FAL : Avant d’être incarnée par Gal Gadot sur le grand écran, Diana Prince, alias Wonder Woman, l’avait été sur le petit par Lynda Carter. Et, de la même manière, avant d’avoir les traits de Benedict Cumberbatch, le Docteur Strange avait eu, dans un téléfilm diffusé aux États-Unis en 1978, ceux de Peter Hooten.

Mais ce Peter Hooten n’eut hélas pas la chance de Lynda Carter (1). Son Dr. Strange, réalisé par Philip DeGuere Jr., avait été conçu comme le « pilote » d’une série, mais, s’il plut beaucoup à Stan Lee, il séduisit si peu les téléspectateurs qu’il n’engendra pas la moindre suite. Quand on le voit aujourd’hui, on se dit que cet échec était aisément explicable. Le scénario tient sur un mouchoir de poche (le résumé de deux lignes fourni par IMDb dit à peu près tout : « A psychiatrist becomes the new Sorcerer Supreme of the Earth in order to battle an evil Sorceress from the past. »). Et les effets spéciaux, qui se résument en gros à des nuages de fumée et à des traits lumineux chaque fois que les héros, bons ou mauvais, déchaînent leurs superpouvoirs, ne sont guère plus élaborés que ceux que Méliès avait pu bricoler dans son hangar trois quarts de siècle plus tôt.

Et pourtant, Elephant Films n’a pas tort d’éditer aujourd’hui un DVD pour ce Dr. Strange. Intérêt purement historique pour cette chose d’un autre âge ? Peut-être. On peut même gager que les teenagers nourris aux blockbusters contemporains auront beaucoup de mal à ne pas ricaner devant une antiquité pareille, même si l’histoire est construite autour d’une passation de (super)pouvoir du côté des gentils (sentant qu’il n’a plus la force de remplir sa mission, le défenseur du Bien, incarné par un John Mills sur le retour, doit convaincre le jeune docteur Strange de prendre la relève).

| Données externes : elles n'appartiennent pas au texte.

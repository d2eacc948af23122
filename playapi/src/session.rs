//! Device-bound session state and credential exchange.
//!
//! A [`Session`] ties a device identity to the current session token and the
//! pre-fetch cache. The token comes either from a password login against the
//! `auth` endpoint or straight from the caller.
//!
//! The login endpoint does not speak protobuf. It answers with plain text
//! lines such as:
//!
//! ```text
//! SID=...
//! LSID=...
//! Auth=DQAAAL...
//! ```

use tracing::{debug, info};
use url::form_urlencoded;

use crate::error::{ApiResult, LoginError};
use crate::prefetch::PreFetchCache;
use crate::transport::{Header, Transport};

/// Service the session token is issued for.
pub const LOGIN_SERVICE: &str = "androidmarket";

/// Account type accepted by the login endpoint.
pub const ACCOUNT_TYPE_HOSTED_OR_GOOGLE: &str = "HOSTED_OR_GOOGLE";

/// Package name of the store app the login claims to be.
pub const LOGIN_APP: &str = "com.android.vending";

/// Android SDK level reported at login.
pub const LOGIN_SDK_VERSION: &str = "24";

/// Country and language reported at login unless overridden.
pub const DEFAULT_LOGIN_COUNTRY: &str = "fr";

const FORM_CONTENT_TYPE: &str = "application/x-www-form-urlencoded; charset=UTF-8";

/// The registered device a session acts as.
#[derive(Debug, Clone, PartialEq, Eq)]
pub struct DeviceIdentity {
    /// GSF android id of a real device, as a hex string.
    pub android_id: String,
    /// Value sent as `Accept-Language`, e.g. `en_US`.
    pub locale: String,
}

impl DeviceIdentity {
    pub fn new(android_id: impl Into<String>, locale: impl Into<String>) -> Self {
        Self {
            android_id: android_id.into(),
            locale: locale.into(),
        }
    }
}

/// What a caller can authenticate with.
#[derive(Clone, PartialEq, Eq)]
pub enum Credentials {
    /// Account email and password, exchanged for a session token.
    Password { email: String, password: String },
    /// A session token obtained earlier.
    Token(String),
}

impl std::fmt::Debug for Credentials {
    fn fmt(&self, f: &mut std::fmt::Formatter<'_>) -> std::fmt::Result {
        match self {
            Credentials::Password { email, .. } => f
                .debug_struct("Password")
                .field("email", email)
                .finish_non_exhaustive(),
            Credentials::Token(_) => f.write_str("Token(..)"),
        }
    }
}

/// Session state for one logical client.
#[derive(Clone)]
pub struct Session {
    identity: DeviceIdentity,
    login_country: String,
    token: Option<String>,
    prefetch: PreFetchCache,
}

impl std::fmt::Debug for Session {
    fn fmt(&self, f: &mut std::fmt::Formatter<'_>) -> std::fmt::Result {
        f.debug_struct("Session")
            .field("identity", &self.identity)
            .field("login_country", &self.login_country)
            .field("token", &self.token.as_ref().map(|_| "<redacted>"))
            .field("prefetch_entries", &self.prefetch.len())
            .finish()
    }
}

impl Session {
    /// Creates an unauthenticated session for `identity`.
    pub fn new(identity: DeviceIdentity) -> Self {
        Self {
            identity,
            login_country: DEFAULT_LOGIN_COUNTRY.to_string(),
            token: None,
            prefetch: PreFetchCache::new(),
        }
    }

    /// Set the country/language reported at password login.
    pub fn with_login_country(mut self, country: impl Into<String>) -> Self {
        self.login_country = country.into();
        self
    }

    pub fn identity(&self) -> &DeviceIdentity {
        &self.identity
    }

    /// The current session token, if any.
    pub fn token(&self) -> Option<&str> {
        self.token.as_deref()
    }

    pub fn is_authenticated(&self) -> bool {
        self.token.is_some()
    }

    pub fn prefetch(&self) -> &PreFetchCache {
        &self.prefetch
    }

    pub fn prefetch_mut(&mut self) -> &mut PreFetchCache {
        &mut self.prefetch
    }

    /// Stores a previously obtained token. No network call.
    pub fn authenticate_with_token(&mut self, token: impl Into<String>) {
        self.token = Some(token.into());
        debug!("Session token set");
    }

    /// Exchanges an email and password for a session token.
    ///
    /// On success the token replaces any token held before. On failure the
    /// previous token, if any, is kept.
    pub fn authenticate_with_credentials<T: Transport + ?Sized>(
        &mut self,
        transport: &T,
        login_url: &str,
        email: &str,
        password: &str,
    ) -> ApiResult<()> {
        let body = self.login_form(email, password);
        let headers: Vec<Header> = vec![
            ("Accept-Encoding", String::new()),
            ("Content-Type", FORM_CONTENT_TYPE.to_string()),
        ];

        debug!(url = login_url, "Requesting session token");
        let response = transport.post(login_url, &headers, body.as_bytes())?;
        let token = parse_login_response(&String::from_utf8_lossy(&response))?;

        self.token = Some(token);
        info!("Logged in");
        Ok(())
    }

    /// Authenticates with whichever credentials were supplied.
    pub fn authenticate<T: Transport + ?Sized>(
        &mut self,
        transport: &T,
        login_url: &str,
        credentials: &Credentials,
    ) -> ApiResult<()> {
        match credentials {
            Credentials::Password { email, password } => {
                self.authenticate_with_credentials(transport, login_url, email, password)
            }
            Credentials::Token(token) => {
                self.authenticate_with_token(token.clone());
                Ok(())
            }
        }
    }

    fn login_form(&self, email: &str, password: &str) -> String {
        form_urlencoded::Serializer::new(String::new())
            .append_pair("Email", email)
            .append_pair("Passwd", password)
            .append_pair("service", LOGIN_SERVICE)
            .append_pair("accountType", ACCOUNT_TYPE_HOSTED_OR_GOOGLE)
            .append_pair("has_permission", "1")
            .append_pair("source", "android")
            .append_pair("androidId", &self.identity.android_id)
            .append_pair("app", LOGIN_APP)
            .append_pair("device_country", &self.login_country)
            .append_pair("operatorCountry", &self.login_country)
            .append_pair("lang", &self.login_country)
            .append_pair("sdk_version", LOGIN_SDK_VERSION)
            .finish()
    }
}

/// Extracts the session token from a login response body.
///
/// The body is split on whitespace; each `key=value` token is recorded with
/// its key lower-cased. Tokens without `=` are ignored.
pub fn parse_login_response(body: &str) -> Result<String, LoginError> {
    let mut auth = None;
    let mut error = None;

    for token in body.split_whitespace() {
        let mut parts = token.split('=');
        let (Some(key), Some(value)) = (parts.next(), parts.next()) else {
            continue;
        };
        match key.trim().to_ascii_lowercase().as_str() {
            "auth" => auth = Some(value.trim().to_string()),
            "error" => error = Some(value.trim().to_string()),
            _ => {}
        }
    }

    match (auth, error) {
        (Some(token), _) => Ok(token),
        (None, Some(reason)) => Err(LoginError::Rejected(reason)),
        (None, None) => Err(LoginError::TokenNotFound),
    }
}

Pub d’époque de Dr. Strange pour promouvoir le téléfilm dans le mag télé TV GUIDE

Mais la question qui se pose à travers un film comme celui-ci est bien plus générale. La perfection technologique dont jouit le cinéma fantastique depuis trois décennies n’est-elle pas dans une certaine mesure un cadeau empoisonné ? Certes, les Marvel ou les DC comics ne sont pas seulement des « trucs de gosses », mais ils impliquent malgré tout que le spectateur garde son âme d’enfant. Autrement dit, ils requièrent, à tous les niveaux, une certaine naïveté. Le Tintin de Steven Spielberg & Peter Jackson est d’une facture irréprochable, mais – comme le disait jadis Pline le Jeune à propos d’un orateur – son seul défaut est sans doute de n’avoir aucun défaut : il a finalement beaucoup moins de charme que la série télévisée Les Aventures de Tintin, au dessin parfois un peu simpliste, produite au début des années quatre-vingt-dix. En cette période où l’on nous chante sans arrêt les vertus de la sobriété, n’oublions pas qu’au cinéma aussi, dans certains cas, less is more.

Frédéric Albert Lévy 

(1) La série Wonder Woman compta en tout soixante épisodes. Signalons cependant que l’on trouve dans la filmographie de Peter Hooten Une poignée de salopards, autrement dit le film d’Enzo G. Castellari (produit la même année que Dr. Strange) dont s’est inspiré Tarantino pour Inglourious Basterds.